==== RECORDS SUPPLIED ====

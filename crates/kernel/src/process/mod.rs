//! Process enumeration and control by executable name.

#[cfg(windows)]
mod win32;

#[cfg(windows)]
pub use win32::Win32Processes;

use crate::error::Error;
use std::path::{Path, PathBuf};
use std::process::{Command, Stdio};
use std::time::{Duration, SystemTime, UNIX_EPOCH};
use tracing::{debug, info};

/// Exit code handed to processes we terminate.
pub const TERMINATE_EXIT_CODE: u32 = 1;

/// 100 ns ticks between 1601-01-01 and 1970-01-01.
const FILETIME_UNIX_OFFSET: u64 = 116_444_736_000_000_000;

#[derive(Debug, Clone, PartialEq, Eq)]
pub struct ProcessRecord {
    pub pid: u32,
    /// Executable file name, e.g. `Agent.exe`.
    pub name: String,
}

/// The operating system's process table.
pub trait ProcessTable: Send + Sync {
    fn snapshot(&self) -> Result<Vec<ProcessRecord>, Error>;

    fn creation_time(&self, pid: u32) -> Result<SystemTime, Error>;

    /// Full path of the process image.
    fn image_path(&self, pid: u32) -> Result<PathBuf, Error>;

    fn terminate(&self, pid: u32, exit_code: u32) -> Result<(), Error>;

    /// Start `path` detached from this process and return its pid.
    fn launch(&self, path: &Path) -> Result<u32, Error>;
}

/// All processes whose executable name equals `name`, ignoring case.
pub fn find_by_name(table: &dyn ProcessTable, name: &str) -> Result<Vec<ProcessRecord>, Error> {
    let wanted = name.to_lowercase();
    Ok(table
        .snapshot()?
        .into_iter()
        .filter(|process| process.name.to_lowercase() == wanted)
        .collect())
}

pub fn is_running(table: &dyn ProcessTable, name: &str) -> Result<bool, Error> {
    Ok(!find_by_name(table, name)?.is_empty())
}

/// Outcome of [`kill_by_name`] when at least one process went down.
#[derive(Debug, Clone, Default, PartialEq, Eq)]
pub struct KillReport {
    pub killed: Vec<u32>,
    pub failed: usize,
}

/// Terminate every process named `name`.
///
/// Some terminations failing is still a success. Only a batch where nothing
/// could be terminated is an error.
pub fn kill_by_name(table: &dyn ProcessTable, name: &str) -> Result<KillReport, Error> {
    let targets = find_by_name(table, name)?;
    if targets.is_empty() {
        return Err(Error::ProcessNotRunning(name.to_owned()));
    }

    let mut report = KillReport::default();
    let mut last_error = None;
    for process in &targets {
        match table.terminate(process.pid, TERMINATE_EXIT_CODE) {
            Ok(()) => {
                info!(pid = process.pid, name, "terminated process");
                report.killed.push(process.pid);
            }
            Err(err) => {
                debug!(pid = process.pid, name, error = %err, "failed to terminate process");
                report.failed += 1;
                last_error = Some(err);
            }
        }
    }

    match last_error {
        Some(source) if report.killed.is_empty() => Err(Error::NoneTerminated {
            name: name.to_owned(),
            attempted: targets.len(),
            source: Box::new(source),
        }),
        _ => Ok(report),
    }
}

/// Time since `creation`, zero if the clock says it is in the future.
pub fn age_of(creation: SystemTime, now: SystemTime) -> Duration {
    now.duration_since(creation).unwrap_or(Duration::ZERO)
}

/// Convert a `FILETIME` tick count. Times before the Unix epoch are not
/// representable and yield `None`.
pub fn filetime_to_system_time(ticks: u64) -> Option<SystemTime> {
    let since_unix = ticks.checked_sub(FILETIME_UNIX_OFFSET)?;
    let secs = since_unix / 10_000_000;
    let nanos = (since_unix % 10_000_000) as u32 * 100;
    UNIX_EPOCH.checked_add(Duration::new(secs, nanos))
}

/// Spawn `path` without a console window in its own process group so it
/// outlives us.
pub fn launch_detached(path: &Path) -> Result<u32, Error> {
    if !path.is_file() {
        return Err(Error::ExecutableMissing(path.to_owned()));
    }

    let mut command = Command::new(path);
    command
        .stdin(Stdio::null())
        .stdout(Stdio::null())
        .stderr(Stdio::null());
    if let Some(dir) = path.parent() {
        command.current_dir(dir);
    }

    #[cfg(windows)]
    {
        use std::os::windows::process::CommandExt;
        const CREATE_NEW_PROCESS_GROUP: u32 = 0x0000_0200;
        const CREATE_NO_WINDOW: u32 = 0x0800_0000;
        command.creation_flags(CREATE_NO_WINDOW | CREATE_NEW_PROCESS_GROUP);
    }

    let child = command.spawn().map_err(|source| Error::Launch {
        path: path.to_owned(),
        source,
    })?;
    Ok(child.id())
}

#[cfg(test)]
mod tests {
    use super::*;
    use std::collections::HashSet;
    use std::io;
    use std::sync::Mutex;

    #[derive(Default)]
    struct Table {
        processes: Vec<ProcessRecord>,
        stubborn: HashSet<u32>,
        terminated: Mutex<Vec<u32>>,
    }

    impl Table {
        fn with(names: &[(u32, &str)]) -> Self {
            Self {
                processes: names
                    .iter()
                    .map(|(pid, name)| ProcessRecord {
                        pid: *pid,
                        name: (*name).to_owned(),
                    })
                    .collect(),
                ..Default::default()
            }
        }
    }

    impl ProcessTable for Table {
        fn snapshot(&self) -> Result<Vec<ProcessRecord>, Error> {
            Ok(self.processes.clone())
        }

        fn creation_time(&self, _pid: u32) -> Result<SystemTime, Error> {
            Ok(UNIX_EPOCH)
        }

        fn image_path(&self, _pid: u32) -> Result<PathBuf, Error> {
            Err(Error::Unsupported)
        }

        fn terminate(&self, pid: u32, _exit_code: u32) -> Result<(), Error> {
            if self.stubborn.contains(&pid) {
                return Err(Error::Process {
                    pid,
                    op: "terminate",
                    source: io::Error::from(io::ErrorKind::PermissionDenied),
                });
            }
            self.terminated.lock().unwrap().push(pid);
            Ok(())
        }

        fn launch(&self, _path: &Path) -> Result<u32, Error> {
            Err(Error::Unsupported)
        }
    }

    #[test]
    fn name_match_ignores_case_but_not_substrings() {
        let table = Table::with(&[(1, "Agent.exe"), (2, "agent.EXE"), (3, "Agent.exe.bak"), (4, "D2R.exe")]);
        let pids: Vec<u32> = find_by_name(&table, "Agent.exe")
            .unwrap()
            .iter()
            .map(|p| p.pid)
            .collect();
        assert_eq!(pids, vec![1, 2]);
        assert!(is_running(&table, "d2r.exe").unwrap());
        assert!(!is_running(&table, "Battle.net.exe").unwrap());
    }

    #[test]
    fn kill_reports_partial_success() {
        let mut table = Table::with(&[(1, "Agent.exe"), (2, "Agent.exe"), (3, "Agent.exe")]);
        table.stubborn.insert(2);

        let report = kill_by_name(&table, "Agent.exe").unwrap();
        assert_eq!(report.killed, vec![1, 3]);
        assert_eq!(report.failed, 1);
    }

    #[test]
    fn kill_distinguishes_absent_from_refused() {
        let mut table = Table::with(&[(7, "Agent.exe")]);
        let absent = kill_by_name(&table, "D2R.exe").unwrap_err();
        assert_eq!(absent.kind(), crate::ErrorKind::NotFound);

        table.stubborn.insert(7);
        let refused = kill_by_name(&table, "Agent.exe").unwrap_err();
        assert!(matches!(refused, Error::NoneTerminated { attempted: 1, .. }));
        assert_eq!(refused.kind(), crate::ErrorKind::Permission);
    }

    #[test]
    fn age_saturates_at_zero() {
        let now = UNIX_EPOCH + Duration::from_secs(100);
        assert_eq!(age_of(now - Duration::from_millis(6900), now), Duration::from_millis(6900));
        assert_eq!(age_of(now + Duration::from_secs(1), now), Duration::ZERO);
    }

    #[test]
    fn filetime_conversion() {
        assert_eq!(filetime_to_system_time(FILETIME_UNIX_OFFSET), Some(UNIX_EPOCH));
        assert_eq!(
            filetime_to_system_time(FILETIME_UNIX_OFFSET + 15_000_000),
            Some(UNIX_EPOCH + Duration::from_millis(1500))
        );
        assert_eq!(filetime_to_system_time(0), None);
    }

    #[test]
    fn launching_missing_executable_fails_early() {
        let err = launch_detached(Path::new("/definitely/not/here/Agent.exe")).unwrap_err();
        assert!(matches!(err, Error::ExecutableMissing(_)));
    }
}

====

- [PROBLEM REQUIREMENTS]:
In the data above, copy every line where the string "source" appears.

- [WRITTEN ANSWER]:
        Some(source) if report.killed.is_empty() => Err(Error::NoneTerminated {
            source: Box::new(source),
    let child = command.spawn().map_err(|source| Error::Launch {
        source,
                    source: io::Error::from(io::ErrorKind::PermissionDenied),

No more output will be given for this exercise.